(Saved entries)
***

//! Extraction planning: which source ranges the audio path copies.

use serde::{Deserialize, Serialize};

use autocut_timeline::{RetainedEntry, Segment};

use crate::merger::{merge_segments, widen_segments};

/// Granularity of audio extraction.
#[derive(Debug, Clone, Copy, PartialEq, Serialize, Deserialize, Default)]
#[serde(rename_all = "snake_case", tag = "mode")]
pub enum ExtractionMode {
    /// One range per retained cue; keeps audio in step with the subtitles.
    #[default]
    PerEntry,
    /// Ranges merged within a gap tolerance. Short pauses between
    /// neighbouring cues are kept, so the audio runs longer than the
    /// retimed subtitles.
    Merged { gap_threshold_secs: f64 },
}

/// Source ranges to extract, in output order.
pub fn plan_extraction(
    entries: &[RetainedEntry],
    mode: ExtractionMode,
    min_segment_secs: f64,
) -> Vec<Segment> {
    let segments: Vec<Segment> = entries.iter().map(RetainedEntry::source_segment).collect();
    let segments = match mode {
        ExtractionMode::PerEntry => segments,
        ExtractionMode::Merged { gap_threshold_secs } => {
            merge_segments(&segments, gap_threshold_secs)
        }
    };
    widen_segments(&segments, min_segment_secs)
}

/// Source ranges of the video path, merged with the video gap tolerance.
pub fn plan_video_segments(entries: &[RetainedEntry], gap_threshold_secs: f64) -> Vec<Segment> {
    let segments: Vec<Segment> = entries.iter().map(RetainedEntry::source_segment).collect();
    let merged = merge_segments(&segments, gap_threshold_secs);
    tracing::info!(
        segments = segments.len(),
        merged = merged.len(),
        "Planned video segments"
    );
    merged
}
//! Typed trim-and-concatenate filter graphs.
//!
//! The encoder's filter language is only produced here, from a list of trim
//! ranges. Callers decide how many ranges one graph may hold.

use autocut_common::error::{AutocutError, AutocutResult};
use autocut_timeline::Segment;

/// Output pad of every graph built here.
pub const OUTPUT_PAD: &str = "[outv]";

/// Video graph that trims `segments` out of input 0 and joins them in order.
#[derive(Debug, Clone, PartialEq)]
pub struct TrimConcatGraph {
    segments: Vec<Segment>,
}

impl TrimConcatGraph {
    pub fn new(segments: &[Segment]) -> AutocutResult<Self> {
        if segments.is_empty() {
            return Err(AutocutError::unsupported(
                "a trim/concat graph needs at least one segment",
            ));
        }
        Ok(Self {
            segments: segments.to_vec(),
        })
    }

    /// Number of trimmed ranges; never zero.
    pub(crate) fn len(&self) -> usize {
        self.segments.len()
    }

    /// Total duration of the joined output.
    pub fn output_duration(&self) -> f64 {
        self.segments.iter().map(Segment::duration).sum()
    }

    /// Render the graph in the encoder's filter syntax.
    pub fn expression(&self) -> String {
        let mut graph = String::new();
        for (i, segment) in self.segments.iter().enumerate() {
            graph.push_str(&format!(
                "[0:v]trim=start={:.6}:end={:.6},setpts=PTS-STARTPTS[v{i}];",
                segment.start, segment.end
            ));
        }
        for i in 0..self.segments.len() {
            graph.push_str(&format!("[v{i}]"));
        }
        graph.push_str(&format!(
            "concat=n={}:v=1:a=0{OUTPUT_PAD}",
            self.segments.len()
        ));
        graph
    }
}

/// Whether `count` segments fit in a single graph under `ceiling`.
pub fn fits_single_graph(count: usize, ceiling: usize) -> bool {
    count > 0 && count <= ceiling
}
//! Time conversion helpers and run timing.
//!
//! Subtitle arithmetic is done on integer microseconds so that adjacent
//! retimed cues share exactly the same boundary and output is reproducible.

use std::time::{Duration, Instant};

/// Microseconds per second.
pub const MICROS_PER_SEC: i64 = 1_000_000;

/// Convert seconds to whole microseconds, rounding to nearest.
pub fn secs_to_micros(secs: f64) -> i64 {
    (secs * MICROS_PER_SEC as f64).round() as i64
}

/// Convert microseconds back to seconds.
pub fn micros_to_secs(micros: i64) -> f64 {
    micros as f64 / MICROS_PER_SEC as f64
}

/// Wall-clock and monotonic anchor for one run.
#[derive(Debug, Clone)]
pub struct RunClock {
    started: Instant,
    started_wall: String,
}

impl RunClock {
    /// Start timing now.
    pub fn start() -> Self {
        Self {
            started: Instant::now(),
            started_wall: chrono::Utc::now().to_rfc3339(),
        }
    }

    fn elapsed(&self) -> Duration {
        self.started.elapsed()
    }

    /// Seconds since the run started.
    pub fn elapsed_secs(&self) -> f64 {
        self.elapsed().as_secs_f64()
    }

    /// RFC 3339 timestamp at run start.
    pub fn started_wall(&self) -> &str {
        &self.started_wall
    }
}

***

EXERCISE
Give back exactly the lines from the beginning of the records through the line containing "Short pauses between", and only those.

EXPECTED ANSWER
//! Extraction planning: which source ranges the audio path copies.

use serde::{Deserialize, Serialize};

use autocut_timeline::{RetainedEntry, Segment};

use crate::merger::{merge_segments, widen_segments};

/// Granularity of audio extraction.
#[derive(Debug, Clone, Copy, PartialEq, Serialize, Deserialize, Default)]
#[serde(rename_all = "snake_case", tag = "mode")]
pub enum ExtractionMode {
    /// One range per retained cue; keeps audio in step with the subtitles.
    #[default]
    PerEntry,
    /// Ranges merged within a gap tolerance. Short pauses between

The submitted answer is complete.